I never planned to be a nagging mother, but it happened. I blamed being a perfectionist. I like things done a certain way. I try really hard not to correct my kids all the time or to fix things they have done. It’s easy with artwork, play and “their stuff”, they can do that however they want. I struggle with mistakes in behavior, manners, putting my stuff away, how they talk to me etc. I hear myself correcting them for little things that really don’t matter. They do things differently than I do and I seem to struggle with accepting their ways. I critique them. Do it this way, do it MY way! It was one thing when they were very little and needed more guidance on safety concerns. I just want them to do things the right way. I don’t want them to be rude or careless. I feel like I’m helping them be better people, but in truth, I’m not helping them at all.
I’m a helper by nature. If a stranger drops something near me, I pick it up for them, I hold the door, grab something off a high shelf for a shorter person at the store. If anyone asks for help around me I give it. I have had to stop myself from helping my kids too much. I know they need to do things themselves, but my first reaction is to help. (I don’t do their homework, that has never been an issue, I didn’t like doing it when it was mine!) I correct their pronunciation of words, point our punctuation errors, nitpicky things like that. I can tell they are starting to really hate my “helpful advice”.
I do my fair share of encouraging, but probably not enough to make up for the criticism. I think that fact that my oldest has ADHD makes it a bit harder. Kids with ADHD have a different way of learning and they do not learn from mistakes the way that their peers do. It takes more time for their brain to mature and understand the consequences of their actions. If they do understand what the consequences are, it often does very little to deter them from whatever it is they are going to do. This makes it really hard not to help, save or rescue these kids. Preventing the problem is much easier than dealing with the aftermath!

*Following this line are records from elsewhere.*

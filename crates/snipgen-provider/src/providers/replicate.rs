//! Replicate predictions API.

use snipgen_core::TaskFamily;

use crate::providers::routed::{BodyStyle, Route, RoutedConfig, RoutedProvider};
use crate::traits::Capabilities;

const PREDICTIONS: &str = "/v1/models/{model}/predictions";

const ROUTES: &[Route] = &[
    Route::task(
        "text-to-image",
        PREDICTIONS,
        BodyStyle::Wrapped {
            wrapper: "input",
            field: "prompt",
        },
    ),
    Route::task(
        "text-to-video",
        PREDICTIONS,
        BodyStyle::Wrapped {
            wrapper: "input",
            field: "prompt",
        },
    ),
    Route::task(
        "text-to-speech",
        PREDICTIONS,
        BodyStyle::Wrapped {
            wrapper: "input",
            field: "text",
        },
    ),
];

const CAPABILITIES: Capabilities = Capabilities {
    streaming: false,
    custom_base_url: false,
    extra_headers: &[("Prefer", "wait")],
    ..RoutedConfig::vendor(
        &[TaskFamily::GenerativeMedia],
        "https://api.replicate.com",
        "REPLICATE_API_TOKEN",
    )
};

/// Create the `replicate` provider.
///
/// Requests ask the API to block until the prediction completes.
pub fn new_replicate_provider() -> RoutedProvider {
    RoutedProvider::new(RoutedConfig {
        id: "replicate",
        capabilities: CAPABILITIES,
        routes: ROUTES,
    })
}

#[cfg(test)]
mod tests {
    use super::*;
    use crate::traits::Provider;
    use snipgen_core::TaskRegistry;

    #[test]
    fn test_replicate_waits_for_prediction() {
        let p = new_replicate_provider();
        assert_eq!(p.capabilities().extra_headers, &[("Prefer", "wait")]);
        let task = TaskRegistry::lookup("text-to-image").unwrap();
        assert_eq!(
            p.route(task, "black-forest-labs/flux-schnell").as_deref(),
            Some("/v1/models/black-forest-labs/flux-schnell/predictions")
        );
        assert!(!p.supports(TaskRegistry::lookup("image-to-image").unwrap()));
    }
}
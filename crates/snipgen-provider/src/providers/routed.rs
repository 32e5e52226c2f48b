//! Generic table-driven provider.
//!
//! Most third-party providers differ only in their host, key variable and a handful
//! of endpoint paths. A [`RoutedProvider`] is configured with an ordered route table;
//! the first route matching a task decides the path and body shape.

use snipgen_core::{Literal, Task, TaskFamily};

use crate::traits::{AuthScheme, BodyContext, Capabilities, FileInputs, Provider};

/// Which tasks a route serves.
#[derive(Debug, Clone, Copy, PartialEq, Eq)]
pub enum RouteMatch {
    Family(TaskFamily),
    Task(&'static str),
}

impl RouteMatch {
    fn matches(&self, task: &Task) -> bool {
        match self {
            Self::Family(family) => task.family == *family,
            Self::Task(id) => task.id == *id,
        }
    }
}

/// Body shape of a route.
#[derive(Debug, Clone, Copy, PartialEq, Eq)]
pub enum BodyStyle {
    /// OpenAI chat completion body.
    Chat,
    /// `{"model": ..., "<field>": text}`
    Field(&'static str),
    /// `{"<field>": text}` with the model carried in the path.
    Bare(&'static str),
    /// `{"<wrapper>": {"<field>": text}}` with the model carried in the path.
    Wrapped {
        wrapper: &'static str,
        field: &'static str,
    },
}

/// One endpoint. `{model}` in `path` is replaced by the wire model id.
#[derive(Debug, Clone, Copy)]
pub struct Route {
    pub matcher: RouteMatch,
    pub path: &'static str,
    pub body: BodyStyle,
}

impl Route {
    pub const fn chat(path: &'static str) -> Self {
        Self {
            matcher: RouteMatch::Family(TaskFamily::Conversational),
            path,
            body: BodyStyle::Chat,
        }
    }

    pub const fn task(id: &'static str, path: &'static str, body: BodyStyle) -> Self {
        Self {
            matcher: RouteMatch::Task(id),
            path,
            body,
        }
    }
}

/// Configuration for a table-driven provider.
#[derive(Debug, Clone)]
pub struct RoutedConfig {
    pub id: &'static str,
    pub capabilities: Capabilities,
    pub routes: &'static [Route],
}

impl RoutedConfig {
    /// Capabilities of a direct-capable OpenAI-style vendor.
    pub const fn vendor(
        families: &'static [TaskFamily],
        host: &'static str,
        key_env: &'static str,
    ) -> Capabilities {
        Capabilities {
            families,
            extra_tasks: &[],
            excluded_tasks: &[],
            router_only: false,
            direct_host: Some(host),
            key_env: Some(key_env),
            key_auth: AuthScheme::Bearer,
            streaming: true,
            custom_base_url: true,
            native_sdk: false,
            file_inputs: FileInputs::AsTask,
            binary_media: false,
            extra_headers: &[],
        }
    }
}

/// A provider described entirely by its [`RoutedConfig`].
#[derive(Debug, Clone)]
pub struct RoutedProvider {
    config: RoutedConfig,
}

impl RoutedProvider {
    pub fn new(config: RoutedConfig) -> Self {
        Self { config }
    }

    fn find_route(&self, task: &Task) -> Option<&Route> {
        self.config
            .routes
            .iter()
            .find(|route| route.matcher.matches(task))
    }
}

impl Provider for RoutedProvider {
    fn id(&self) -> &str {
        self.config.id
    }

    fn capabilities(&self) -> &Capabilities {
        &self.config.capabilities
    }

    fn route(&self, task: &Task, model: &str) -> Option<String> {
        let route = self.find_route(task)?;
        if !matches!(route.body, BodyStyle::Chat) && task.prompt_text().is_none() {
            return None;
        }
        Some(route.path.replace("{model}", model))
    }

    fn body(&self, ctx: &BodyContext<'_>) -> Vec<(String, Literal)> {
        let Some(route) = self.find_route(ctx.task) else {
            return Vec::new();
        };
        match route.body {
            BodyStyle::Chat => ctx.chat_body(),
            BodyStyle::Field(field) => vec![
                ("model".to_string(), Literal::str(ctx.model)),
                (field.to_string(), ctx.text()),
            ],
            BodyStyle::Bare(field) => vec![(field.to_string(), ctx.text())],
            BodyStyle::Wrapped { wrapper, field } => vec![(
                wrapper.to_string(),
                Literal::dict([(field, ctx.text())]),
            )],
        }
    }
}
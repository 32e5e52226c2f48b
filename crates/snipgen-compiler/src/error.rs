//! Error types for the snipgen-compiler crate.

use std::path::PathBuf;

use snipgen_core::SnippetError;

/// Errors raised while regenerating or checking the fixture corpus.
#[derive(Debug, thiserror::Error)]
pub enum FixtureError {
    /// Reading or writing a fixture failed
    #[error("IO error on {path}: {source}")]
    Io {
        path: PathBuf,
        #[source]
        source: std::io::Error,
    },

    /// The engine refused or failed to generate a case
    #[error("Generation failed for {case}: {source}")]
    Engine {
        case: String,
        #[source]
        source: SnippetError,
    },

    /// Unknown fixture case name
    #[error("Unknown fixture case: {0}")]
    UnknownCase(String),
}

impl FixtureError {
    pub(crate) fn io(path: impl Into<PathBuf>, source: std::io::Error) -> Self {
        Self::Io {
            path: path.into(),
            source,
        }
    }
}
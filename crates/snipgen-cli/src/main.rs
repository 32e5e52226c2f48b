//! snipgen: inference API snippet generator.

mod cli;
mod commands;

use clap::Parser;
use cli::{Cli, Commands};
use snipgen_core::ConfigStore;

fn main() -> anyhow::Result<()> {
    let cli = Cli::parse();

    // Initialize logging
    if cli.verbose {
        tracing_subscriber::fmt()
            .with_env_filter(
                tracing_subscriber::EnvFilter::try_from_default_env()
                    .unwrap_or_else(|_| tracing_subscriber::EnvFilter::new("snipgen=debug")),
            )
            .with_writer(std::io::stderr)
            .init();
    }

    let store = match &cli.config {
        Some(path) => ConfigStore::at(path),
        None => ConfigStore::new(),
    };
    let config = store
        .load()
        .map_err(|e| anyhow::anyhow!("Failed to load config {}: {e}", store.path().display()))?;

    match cli.command {
        Commands::Generate(args) => commands::generate::run(&args, config)?,
        Commands::List { json } => commands::list::run(json)?,
        Commands::Fixtures { dir, check, cases } => {
            commands::fixtures::run(&dir, check, &cases, config)?
        }
    }

    Ok(())
}
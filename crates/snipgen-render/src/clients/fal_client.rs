//! Provider-native SDK snippets using `fal_client`.

use snipgen_core::literal::{dict_entries, quote};
use snipgen_core::{ClientId, Dialect, ResolvedRequest, SnippetError};

use crate::python::{credential, data_uri_prelude, Imports};
use crate::traits::{refuse, Renderer};

const QUEUE_CALLBACK: &str = r#"def on_queue_update(update):
    if isinstance(update, fal_client.InProgress):
        for log in update.logs:
            print(log["message"])"#;

/// Renders `fal_client.SyncClient.subscribe` snippets.
#[derive(Debug, Clone, Copy, Default)]
pub struct FalClientRenderer;

impl Renderer for FalClientRenderer {
    fn client(&self) -> ClientId {
        ClientId::FalClient
    }

    fn render(&self, request: &ResolvedRequest) -> Result<String, SnippetError> {
        if !request.direct {
            return Err(refuse(request, "the native SDK always talks to the vendor"));
        }
        let mut imports = Imports::new();
        imports.third_party("import fal_client");

        let key = credential(&request.credential, &mut imports).render(Dialect::Python);
        let mut sections = Vec::new();
        sections.extend(data_uri_prelude(&request.data_uris, &mut imports));
        sections.push(format!("client = fal_client.SyncClient(key={key})"));
        sections.push(QUEUE_CALLBACK.to_string());
        sections.push(format!(
            "result = client.subscribe(\n    {},\n    arguments={{\n{}\n    }},\n    with_logs=True,\n    on_queue_update=on_queue_update,\n)",
            quote(&request.model.alias.to_string()),
            dict_entries(&request.body, Dialect::Python, 8, true),
        ));
        sections.push("print(result)".to_string());

        let mut out = vec![imports.render()];
        out.extend(sections);
        Ok(out.join("\n\n"))
    }
}
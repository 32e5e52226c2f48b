//! Client-library renderers.
//!
//! Renderers turn a [`snipgen_core::ResolvedRequest`] into source text. Python
//! clients share [`python`], JavaScript clients share [`js`]; `curl` stands alone.

pub mod clients;
pub mod js;
pub mod python;
pub mod registry;
pub mod traits;

pub use registry::RendererRegistry;
pub use traits::Renderer;
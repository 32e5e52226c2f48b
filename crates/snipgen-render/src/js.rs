//! Shared building blocks for JavaScript snippets.

use snipgen_core::literal::{dict_entries, is_js_identifier, quote};
use snipgen_core::{Credential, DataUri, Dialect, HeaderValue, Headers, Literal, OutputKind};

pub const FS_IMPORT: &str = r#"import fs from "fs";"#;

/// ES module import lines, deduplicated, in insertion order.
#[derive(Debug, Default)]
pub struct Imports(Vec<String>);

impl Imports {
    pub fn new() -> Self {
        Self::default()
    }

    pub fn add(&mut self, line: impl Into<String>) {
        let line = line.into();
        if !self.0.contains(&line) {
            self.0.push(line);
        }
    }

    pub fn is_empty(&self) -> bool {
        self.0.is_empty()
    }

    pub fn render(&self) -> String {
        self.0.join("\n")
    }
}

/// Escape text placed verbatim inside a template literal.
fn template_escape(value: &str) -> String {
    let mut out = String::with_capacity(value.len());
    for c in value.chars() {
        if matches!(c, '\\' | '`' | '$') {
            out.push('\\');
        }
        out.push(c);
    }
    out
}

/// `process.env.NAME`, bracketed when the name is not an identifier.
fn env_lookup(var: &str, default: Option<&str>) -> String {
    let lookup = if is_js_identifier(var) {
        format!("process.env.{var}")
    } else {
        format!("process.env[{}]", quote(var))
    };
    match default {
        Some(default) => format!("{lookup} ?? {}", quote(default)),
        None => lookup,
    }
}

/// The credential as a standalone value.
pub fn credential(credential: &Credential) -> Literal {
    match credential {
        Credential::Literal(token) => Literal::str(token.clone()),
        Credential::Env { var, default, .. } => {
            Literal::expr(env_lookup(var, default.as_deref()))
        }
    }
}

/// A header value; prefixed environment credentials become template literals.
pub fn header_value(value: &HeaderValue) -> Literal {
    match value {
        HeaderValue::Text(text) => Literal::str(text.clone()),
        HeaderValue::Secret {
            prefix,
            credential: Credential::Literal(token),
        } => Literal::str(format!("{prefix}{token}")),
        HeaderValue::Secret {
            prefix,
            credential: env,
        } if prefix.is_empty() => credential(env),
        HeaderValue::Secret {
            prefix,
            credential: Credential::Env { var, default, .. },
        } => Literal::expr(format!(
            "`{}${{{}}}`",
            template_escape(prefix),
            env_lookup(var, default.as_deref())
        )),
    }
}

pub fn header_entries(headers: &Headers) -> Vec<(String, Literal)> {
    headers
        .iter()
        .map(|h| (h.name.clone(), header_value(&h.value)))
        .collect()
}

/// An object literal whose closing brace sits at `indent`.
pub fn object(entries: &[(String, Literal)], indent: usize) -> String {
    if entries.is_empty() {
        return "{}".to_string();
    }
    format!(
        "{{\n{}\n{}}}",
        dict_entries(entries, Dialect::Js, indent + 4, true),
        " ".repeat(indent)
    )
}

/// Property access chain, `data.inputs.image` or `data["key"]`.
pub fn property_path(root: &str, keys: &[&str]) -> String {
    keys.iter().fold(root.to_string(), |acc, key| {
        if is_js_identifier(key) {
            format!("{acc}.{key}")
        } else {
            format!("{acc}[{}]", quote(key))
        }
    })
}

/// Constants holding each file as a base64 `data:` URI.
pub fn data_uri_prelude(uris: &[DataUri], imports: &mut Imports) -> Option<String> {
    if uris.is_empty() {
        return None;
    }
    imports.add(FS_IMPORT);
    Some(
        uris.iter()
            .map(|uri| {
                format!(
                    "const {var} = `data:{mime};base64,${{fs.readFileSync({path}).toString(\"base64\")}}`;",
                    var = uri.var(),
                    mime = template_escape(&uri.mime),
                    path = quote(&uri.path),
                )
            })
            .collect::<Vec<_>>()
            .join("\n"),
    )
}

/// Word for a media output, used in variable names and comments.
pub fn media_noun(output: OutputKind) -> Option<&'static str> {
    match output {
        OutputKind::Image => Some("image"),
        OutputKind::Audio => Some("audio"),
        OutputKind::Video => Some("video"),
        _ => None,
    }
}

#[cfg(test)]
mod tests {
    use super::*;

    fn env(var: &str, default: Option<&str>) -> Credential {
        Credential::Env {
            var: var.to_string(),
            required: false,
            default: default.map(str::to_string),
        }
    }

    #[test]
    fn test_imports_dedupe() {
        let mut imports = Imports::new();
        assert!(imports.is_empty());
        imports.add(FS_IMPORT);
        imports.add(r#"import { OpenAI } from "openai";"#);
        imports.add(FS_IMPORT);
        assert_eq!(
            imports.render(),
            "import fs from \"fs\";\nimport { OpenAI } from \"openai\";"
        );
    }

    #[test]
    fn test_env_credentials() {
        assert_eq!(
            credential(&env("HF_TOKEN", None)),
            Literal::expr("process.env.HF_TOKEN")
        );
        assert_eq!(
            credential(&env("MY-TOKEN", Some("it's"))),
            Literal::expr("process.env[\"MY-TOKEN\"] ?? \"it's\"")
        );
        assert_eq!(
            credential(&env("HF_TOKEN", Some("\""))),
            Literal::expr(r#"process.env.HF_TOKEN ?? "\"""#)
        );
    }

    #[test]
    fn test_bearer_header_from_env_is_template_literal() {
        let value = HeaderValue::Secret {
            prefix: "Bearer ".to_string(),
            credential: env("HF_TOKEN", None),
        };
        assert_eq!(
            header_value(&value).render(Dialect::Js),
            "`Bearer ${process.env.HF_TOKEN}`"
        );
    }

    #[test]
    fn test_property_path() {
        assert_eq!(property_path("data", &["inputs", "image"]), "data.inputs.image");
        assert_eq!(property_path("data", &["image-url"]), "data[\"image-url\"]");
    }

    #[test]
    fn test_data_uri_prelude() {
        let mut imports = Imports::new();
        let uri = DataUri {
            path: "cat.png".to_string(),
            mime: "image/png".to_string(),
        };
        assert_eq!(
            data_uri_prelude(&[uri], &mut imports).unwrap(),
            "const image_url = `data:image/png;base64,${fs.readFileSync(\"cat.png\").toString(\"base64\")}`;"
        );
        assert_eq!(imports.render(), FS_IMPORT);
    }
}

My oldest has matured quite a bit over the past year and has shown that he is able to handle a lot of things he couldn’t handle in the past. I no longer need to prevent so many things from happening, because he can handle it, (most of the time, as long as he is not overly tired too off schedule etc.). I need to bite my tongue more often and let him figure it out. I need to not worry so much about the little things. We’ve taught him well. He knows how to use his manners. I have to let him decide when and how to use them without me hovering and double checking. My kids have told me that I don’t give them enough time to say thank you before I prompt them. I need to assume they will do the right thing, instead of assuming they will make a mistake. I need to remember that a few missed thank you’s are not worth the feeling they get from being nagged about it. This doesn’t mean that I will stand by silently and let them be rude heathens, but I will do less nagging and continue to model polite behavior. I will try to talk to them how I want to be talked to. I will be less exasperated by their mistakes and have a more pleasant tone. I will do more encouraging and less complaining. The world is a rough place and I’d like home to be a safe place to be, not an uncomfortable space full of nagging and complaints. Kids learn how to be kind and patient by being around those that are kind and patient. They learn to be polite when others are polite to them. They do learn what they live. Be kind and gracious and they will learn to be kind and gracious too.